44 per cent of such founders expect ‘significantly higher’ valuations in their coming round while 20 per cent of growth/late-stage founders expect a flat to a down round. 

“While public markets (particularly tech) has seen a strong momentum (NASDAQ up 40+ per cent), there will be downward pressure on late-stage private valuations. On the positive side, we are now seeing a higher appreciation for sustainable business models, a laser focus on unit economics/profitability and more realistic valuation expectations,” said Ashish Sharma, Managing Partner, InnoVen Capital. 

In 2023, as many as nine Indian unicorns lost 49 per cent value on average, according to a report by early-stage venture capital firm Orios Venture Partners. The pack was led by beleaguered edtech startup Byju’s with a whopping 86 per cent markdown in its valuation from $22 billion. Others in the list were Ola, Meesho, Pine Labs, Swiggy, PharmEasy, Eruditus, OYO, and Gupshup. 

The report by InnoVen Capital noted that 62 per cent of founders have a higher bias on profitability versus growth this year, up from 55 per cent in 2023 and 17 per cent in 2022. In fact, 59 per cent expect to turn profitable in one to two years. Moreover, 78 per cent said they are optimistic about the fundraising environment in 2024. 

Among other key findings from the survey report were: 

Hiring good talent followed by fundraising and profitability were the top three challenges for startups. 

48% of respondents anticipate some level of disruption to their business, due to rapid developments/use cases in AI capabilities with fintech and enterprise/SaaS founders identified highest impact of AI on their business models. 

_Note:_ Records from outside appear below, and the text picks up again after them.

//! # Reinhardt Flash
//!
//! One-shot notifications for Reinhardt applications.
//!
//! A flash message is recorded while one request is handled and shown to the
//! user exactly once, usually on the page the request redirects to. Messages
//! are kept in the session, deduplicated on every write, and delivered either
//! in a response header (for JSON and AJAX clients) or through templates.
//!
//! ## Feature Flags
//!
//! - `minimal` - Messages, queue, recorder and validation-error flattening only
//! - `middleware` - Request lifecycle hooks, request-kind detection, session and flash middleware
//! - `templates` - Tera rendering of pending messages
//! - `full` (default) - All of the above
//!
//! ## Quick Example
//!
//! ```rust
//! use reinhardt_flash::prelude::*;
//! use serde_json::json;
//!
//! let session = MemorySession::new();
//! let mut flash = FlashRecorder::new(&session);
//!
//! flash.success("Article published").unwrap();
//! flash
//!     .errors(&json!({"title": "Too long", "tags": ["Unknown tag"]}), Params::new())
//!     .unwrap();
//!
//! let queued = flash.messages();
//! assert_eq!(queued.len(), 3);
//! assert_eq!(queued[1].text, "[Tags] Unknown tag");
//! assert_eq!(queued[2].text, "[Title] Too long");
//! ```
//!
//! ## Delivery
//!
//! With the `middleware` feature, install [`SessionMiddleware`] and then
//! [`FlashMiddleware`] in a [`MiddlewareChain`]. Handlers reach the recorder
//! through [`FlashRequest`]. Page handlers call [`FlashRequest::prepare_render`]
//! and hand the returned context to a [`FlashRenderer`] (feature `templates`).

pub mod core;
#[cfg(feature = "middleware")]
pub mod middleware;
#[cfg(feature = "templates")]
pub mod template;

pub use reinhardt_flash_core::{
	ErrorNode, FieldErrors, FlashContext, FlashError, FlashQueue, FlashRecorder, FlashSource,
	MemorySession, Message, Params, Result, SessionBackend, ValidationErrorSource,
};

#[cfg(feature = "middleware")]
pub use reinhardt_flash_middleware::{
	DeliveryMode, FlashConfig, FlashLifecycle, FlashMiddleware, FlashRequest, Handler, Middleware,
	MiddlewareChain, RequestDetectors, SessionConfig, SessionHandle, SessionMiddleware,
};

#[cfg(feature = "templates")]
pub use reinhardt_flash_template::{FlashRenderer, FlashTemplates, TeraTemplates};

/// Re-export commonly used types
pub mod prelude {
	pub use crate::{
		FlashContext, FlashError, FlashQueue, FlashRecorder, FlashSource, MemorySession, Message,
		Params, SessionBackend, ValidationErrorSource,
	};

	#[cfg(feature = "middleware")]
	pub use crate::{
		FlashConfig, FlashMiddleware, FlashRequest, Handler, Middleware, MiddlewareChain,
		SessionMiddleware,
	};

	#[cfg(feature = "templates")]
	pub use crate::{FlashRenderer, TeraTemplates};
}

Focus on domestic IPOs continues to rise – 64 per cent in 2023 versus 30 per cent in 2020 driven by successful tech IPOs over the last two to three years. 

Focus on sustainable business models and correction in valuations is seen as the biggest impact of the funding slowdown. 

Only 39 per cent founders expect an increased pace of hiring in 2024 while expectations of a hiring freeze is down to 2 per cent versus 6 per cent last year. 

A stable regulatory environment and better incentives for domestic players were the top two areas of improvement sought from the government. 

AI followed by fintech and edtech were the most overhyped sectors while B2B, manufacturing and agritech, according to founders were the most underhyped sectors.